Kent Exploration Inc.
TSX VENTURE : KEX

Kent Exploration Inc.

January 20, 2011 16:05 ET

Kent-Archean Plan of Arrangement Completed; Jan. 28, 2011 Effective Date Set for Spin-Out

VANCOUVER, BRITISH COLUMBIA--(Marketwire - Jan. 20, 2011) - Kent Exploration Inc. (TSX VENTURE:KEX) (the "Company" or "Kent") reports that the TSX Venture Exchange (the "Exchange") has given its final approval to establish an effective date for the Kent plan of arrangement, which provides for the creation of a new company, Archean Star Resources Inc. ("Archean") and contemplates the listing of the shares of Archean on the Exchange. Listing of the common shares of Archean will be the subject of a separate filing with the Exchange. Shareholder and final court approval for the plan of arrangement were obtained on April 30, 2010 and May 5, 2010, respectively. Refer to the Kent Information Circular dated March 26, 2010, for additional information concerning the plan of arrangement.

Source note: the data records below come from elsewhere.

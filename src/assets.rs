use std::path::{Path, PathBuf};

pub fn resolve_assets_root(cli: Option<String>) -> PathBuf {
    // Precedence: CLI flag -> RELAY_ASSETS env -> search nearby dirs -> CWD
    if let Some(p) = cli {
        let pb = PathBuf::from(p);
        if pb.exists() {
            return pb;
        }
    }
    if let Ok(p) = std::env::var("RELAY_ASSETS") {
        let pb = PathBuf::from(p);
        if pb.exists() {
            return pb;
        }
    }
    // Search candidates: CWD, executable dir, crate root; climb up to 5 parents
    let mut candidates: Vec<PathBuf> = Vec::new();
    if let Ok(cwd) = std::env::current_dir() {
        candidates.push(cwd);
    }
    if let Ok(exe) = std::env::current_exe() {
        if let Some(dir) = exe.parent() {
            candidates.push(dir.to_path_buf());
        }
    }
    candidates.push(PathBuf::from(env!("CARGO_MANIFEST_DIR")));

    for base in candidates {
        let mut cur = base.clone();
        for _ in 0..5 {
            if cur.join("assets/blocks.toml").exists() {
                return cur;
            }
            if let Some(parent) = cur.parent() {
                cur = parent.to_path_buf();
            } else {
                break;
            }
        }
    }
    std::env::current_dir().unwrap_or_else(|_| PathBuf::from("."))
}

pub fn catalog_path(root: &Path) -> PathBuf {
    root.join("assets/blocks.toml")
}

pub fn config_path(root: &Path) -> PathBuf {
    root.join("assets/relay.toml")
}

pub fn model_path(root: &Path, model: &str) -> PathBuf {
    root.join("assets").join(model)
}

Under the plan of arrangement, Kent retains ownership of its interests in all existing mineral properties except for Kent's interest in the Gnaweeda property located in Western Australia which will be owned, indirectly, through Archean Star Resources Australia Pty Ltd. ("ASA"), by Archean.

On or before the effective date of the plan of arrangement, a private placement financing for gross proceeds of $724,050 shall be completed by 0877072 B.C. Ltd. ("NewCo"). Under the plan of arrangement, NewCo shall amalgamate with an existing subsidiary of Kent to form Archean and the proceeds of the private placement shall be used to fund the current work program on the Gnaweeda property and for the general and administrative expenses of Archean for 12 months. Kent has subscribed for $285,000 worth of Newco subscription receipts.

The effective date for the plan of arrangement has been set as January 28, 2011, which has also been determined as the record date for shareholders to participate in the plan of arrangement. Shareholders of record on January 28, 2011, will subsequently receive one (1) share of Archean for every four (4) shares of Kent that they own while retaining their Kent shares. The shares of Kent will trade ex-distribution on January 26, 2011, meaning that purchasers of Kent shares after January 25, 2011, will not receive Archean shares pursuant to the plan of arrangement.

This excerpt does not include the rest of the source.